Some of Kouguell’s students have gone on to head music departments in high schools and at colleges, and others play in U.S. orchestras. Among the graduates with whom he stays in touch are Andrew Luchansky, professor of cello and chamber music at California State University School of Music in Sacramento, Julianne Eberl, music director and conductor in the Portland, Maine public schools, and nearby, Charles Wang, director of strings at Bayside High School.
“I’m very grateful I had the opportunity to work with such good people,” he says.
Asked about changes that he’s witnessed as a longtime teacher, Kouguell answers, “Computers are on the scene. Students can now learn pieces on YouTube.” Once, when some chamber and cello students attended a class in his home studio—Kouguell and his wife, Florence, live just off campus—they marveled over his records. “They had never seen LPs!” he says. Kouguell’s own work has been recorded on such major labels as Columbia and Decca; he has donated many of those recordings to the Queens College library.

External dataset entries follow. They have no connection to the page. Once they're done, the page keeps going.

//! # Identity Newtypes
//!
//! Record identifiers. Fixture and imported records carry human-readable
//! ids (`case-001`, `ver-001-v3`), so these wrap strings rather than UUIDs.
//! Records created at runtime get a fresh UUID v4 rendered as a string.

use serde::{Deserialize, Serialize};
use uuid::Uuid;

macro_rules! string_id {
    ($(#[$meta:meta])* $name:ident) => {
        $(#[$meta])*
        #[derive(Debug, Clone, PartialEq, Eq, PartialOrd, Ord, Hash, Serialize, Deserialize)]
        #[serde(transparent)]
        pub struct $name(pub String);

        impl $name {
            /// Wrap an existing identifier.
            pub fn new(id: impl Into<String>) -> Self {
                Self(id.into())
            }

            /// Generate a fresh random identifier.
            pub fn generate() -> Self {
                Self(Uuid::new_v4().to_string())
            }

            /// The identifier as a string slice.
            pub fn as_str(&self) -> &str {
                &self.0
            }
        }

        impl std::fmt::Display for $name {
            fn fmt(&self, f: &mut std::fmt::Formatter<'_>) -> std::fmt::Result {
                f.write_str(&self.0)
            }
        }

        impl From<&str> for $name {
            fn from(s: &str) -> Self {
                Self(s.to_string())
            }
        }
    };
}

string_id!(
    /// Identifier of a governance case (exception, dispute, ...).
    CaseId
);

string_id!(
    /// Identifier of one version of a governed document.
    VersionId
);

string_id!(
    /// Identifier of a compensation plan instance.
    PlanId
);

string_id!(
    /// Identifier of a section within a plan or document version.
    SectionId
);

#[cfg(test)]
mod tests {
    use super::*;

    #[test]
    fn generated_ids_are_unique() {
        assert_ne!(CaseId::generate(), CaseId::generate());
    }

    #[test]
    fn serde_is_transparent() {
        let id = VersionId::new("ver-001-v3");
        assert_eq!(serde_json::to_string(&id).unwrap(), "\"ver-001-v3\"");
        let back: VersionId = serde_json::from_str("\"ver-001-v3\"").unwrap();
        assert_eq!(back, id);
    }

    #[test]
    fn display_is_raw_string() {
        assert_eq!(PlanId::from("plan-7").to_string(), "plan-7");
    }
}
use std::fs;
use std::path::PathBuf;

use chrono::NaiveDate;

use crate::errors::ParserError;
use crate::formats::WtcFluxParser;
use crate::model::{Channel, ColumnNames, TemperatureTreatment};
use crate::{parse_wtc_flux_file, parse_wtc_flux_reader};

fn fixture(path: &str) -> String {
    let base = PathBuf::from(env!("CARGO_MANIFEST_DIR"));
    let full_path = base.join("tests/data").join(path);
    fs::read_to_string(&full_path)
        .unwrap_or_else(|err| panic!("failed to read fixture {}: {}", full_path.display(), err))
}

const HEADER: &str = "DateTime_hr,chamber,T_treatment,PAR,VPD,Photo,Trans,Tair_al,TargTempC_Avg,Patm,WS";

#[test]
fn parses_sample_flux_table() {
    let content = fixture("wtc_flux_sample.csv");
    let parsed = parse_wtc_flux_file(&content).expect("flux table parse failed");

    assert_eq!(parsed.len(), 48);
    assert!(parsed.columns.iter().any(|c| c == "Water_treatment"));

    let first = &parsed.readings[0];
    assert_eq!(first.chamber, "C01");
    assert_eq!(first.line_index, 2);
    assert_eq!(first.temperature_treatment, TemperatureTreatment::Ambient);
    assert_eq!(
        first.timestamp,
        NaiveDate::from_ymd_opt(2016, 10, 29)
            .unwrap()
            .and_hms_opt(23, 45, 0)
            .unwrap()
    );
    assert_eq!(first.channels.get(Channel::Photo), Some(5.0));
    assert_eq!(first.channels.get(Channel::Pressure), Some(100.2));
}

#[test]
fn derives_calendar_fields_from_timestamp() {
    let content = fixture("wtc_flux_sample.csv");
    let parsed = parse_wtc_flux_file(&content).unwrap();

    let first = &parsed.readings[0].calendar;
    assert_eq!((first.year, first.month, first.day), (2016, 10, 29));
    assert_eq!(first.day_of_year, 303);
    assert_eq!(first.hour, 23);

    let later = &parsed.readings[4].calendar;
    assert_eq!((later.month, later.day, later.hour), (10, 30, 0));
    assert_eq!(later.day_of_year, 304);
}

#[test]
fn missing_values_become_none() {
    let content = fixture("wtc_flux_sample.csv");
    let parsed = parse_wtc_flux_file(&content).unwrap();

    let one_am = NaiveDate::from_ymd_opt(2016, 10, 30)
        .unwrap()
        .and_hms_opt(1, 0, 0)
        .unwrap();
    let gap = parsed
        .readings
        .iter()
        .find(|r| r.chamber == "C12" && r.timestamp == one_am)
        .expect("C12 reading at 01:00");
    assert_eq!(gap.channels.get(Channel::WindSpeed), None);
    assert_eq!(gap.channels.get(Channel::Photo), Some(4.0));
}

#[test]
fn missing_timestamp_column_is_a_parse_error() {
    let content = "chamber,T_treatment,PAR,VPD,Photo,Trans,Tair_al,TargTempC_Avg,Patm,WS\n\
                   C01,ambient,1,1,1,1,1,1,1,1\n";
    let err = parse_wtc_flux_file(content).unwrap_err();
    match err {
        ParserError::Parse {
            line_index, column, ..
        } => {
            assert_eq!(line_index, 1);
            assert_eq!(column, "DateTime_hr");
        }
        other => panic!("expected parse error, got {other:?}"),
    }
}

#[test]
fn missing_required_columns_are_reported_together() {
    let content = "DateTime_hr,chamber,PAR,VPD,Photo,Trans,Tair_al,TargTempC_Avg,Patm\n\
                   2016-10-30 00:00:00,C01,1,1,1,1,1,1,1\n";
    let err = parse_wtc_flux_file(content).unwrap_err();
    match err {
        ParserError::Schema { missing } => {
            assert_eq!(missing, vec!["T_treatment".to_string(), "WS".to_string()]);
        }
        other => panic!("expected schema error, got {other:?}"),
    }
}

#[test]
fn rejects_timestamp_in_unexpected_format() {
    let content = format!("{HEADER}\n30/10/2016 00:00,C01,ambient,1,1,1,1,1,1,1,1\n");
    let err = parse_wtc_flux_file(&content).unwrap_err();
    match err {
        ParserError::Parse {
            line_index,
            column,
            message,
        } => {
            assert_eq!(line_index, 2);
            assert_eq!(column, "DateTime_hr");
            assert!(message.contains("30/10/2016"));
        }
        other => panic!("expected parse error, got {other:?}"),
    }
}

#[test]
fn rejects_non_numeric_channel_value() {
    let content = format!(
        "{HEADER}\n2016-10-30 00:00:00,C01,ambient,1,1,1,1,1,1,1,1\n\
         2016-10-30 00:15:00,C01,ambient,bright,1,1,1,1,1,1,1\n"
    );
    let err = parse_wtc_flux_file(&content).unwrap_err();
    assert!(matches!(
        err,
        ParserError::Parse { line_index: 3, ref column, .. } if column == "PAR"
    ));
}

#[test]
fn rejects_unknown_temperature_treatment() {
    let content = format!("{HEADER}\n2016-10-30 00:00:00,C01,tepid,1,1,1,1,1,1,1,1\n");
    let err = parse_wtc_flux_file(&content).unwrap_err();
    assert!(matches!(err, ParserError::Parse { ref column, .. } if column == "T_treatment"));
}

#[test]
fn rejects_empty_chamber_id() {
    let content = format!("{HEADER}\n2016-10-30 00:00:00, ,ambient,1,1,1,1,1,1,1,1\n");
    let err = parse_wtc_flux_file(&content).unwrap_err();
    assert!(matches!(err, ParserError::Parse { ref column, .. } if column == "chamber"));
}

#[test]
fn ragged_rows_surface_as_csv_errors() {
    let content = format!("{HEADER}\n2016-10-30 00:00:00,C01,ambient,1,1\n");
    let err = parse_wtc_flux_file(&content).unwrap_err();
    assert!(matches!(err, ParserError::Csv { .. }));
}

#[test]
fn header_only_table_is_empty() {
    let content = format!("{HEADER}\n");
    let parsed = parse_wtc_flux_file(&content).unwrap();
    assert!(parsed.is_empty());
}

#[test]
fn honours_custom_column_names_and_delimiter() {
    let columns = ColumnNames {
        timestamp: "time".to_string(),
        pressure: "Press".to_string(),
        wind_speed: "Wind".to_string(),
        ..ColumnNames::default()
    };
    let content = "time\tchamber\tT_treatment\tPAR\tVPD\tPhoto\tTrans\tTair_al\tTargTempC_Avg\tPress\tWind\n\
                   2016-10-30 12:00:00.5\tC03\televated\t1200\t2.5\t8.1\t2.2\t31.0\t33.5\t100.1\t3.0\n";
    let parsed = WtcFluxParser::new(columns)
        .with_delimiter(b'\t')
        .parse(content)
        .expect("tab-delimited parse");

    let reading = &parsed.readings[0];
    assert_eq!(reading.chamber, "C03");
    assert_eq!(reading.temperature_treatment, TemperatureTreatment::Elevated);
    assert_eq!(reading.channels.get(Channel::Par), Some(1200.0));
    assert_eq!(reading.channels.get(Channel::WindSpeed), Some(3.0));
    assert_eq!(reading.calendar.hour, 12);
}

#[test]
fn temperature_treatment_labels_are_case_insensitive() {
    assert_eq!(
        TemperatureTreatment::try_from(" Ambient "),
        Ok(TemperatureTreatment::Ambient)
    );
    assert_eq!(
        TemperatureTreatment::try_from("ELEVATED"),
        Ok(TemperatureTreatment::Elevated)
    );
    assert!(TemperatureTreatment::try_from("hot").is_err());
}

#[test]
fn reads_from_any_reader_source() {
    let content = fixture("wtc_flux_sample.csv");
    let parsed = parse_wtc_flux_reader(content.as_bytes(), &ColumnNames::default())
        .expect("reader parse");
    assert_eq!(parsed.len(), 48);
    assert_eq!(parsed.readings[47].chamber, "C12");
    assert_eq!(parsed.readings[47].line_index, 49);
}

In addition to teaching, Kouguell has enjoyed an active performance career as a member of the National Orchestral Association (principal cellist), the Musica Aeterna Orchestra, the Clarion Music Society of New York, the Silver Mine Quartet, and the New York Chamber Soloists. He has toured in Europe, North America, South America, and the Middle East. Having to buy an adjoining seat for his delicate cello whenever he flew, he got used to receiving that airline ticket in the mail addressed to “Mr. Cello.”
A few years ago, he and his wife established the Alexander and Florence Kouguell Cello Scholarship for a talented cello soloist at QC who excels academically and also participates in chamber music and the Queens College Orchestra.
“Being a teacher has been very satisfying,” Kouguell says. “I’ve also seen lots of countries and made many friends through music. I’ve had a long and interesting life.”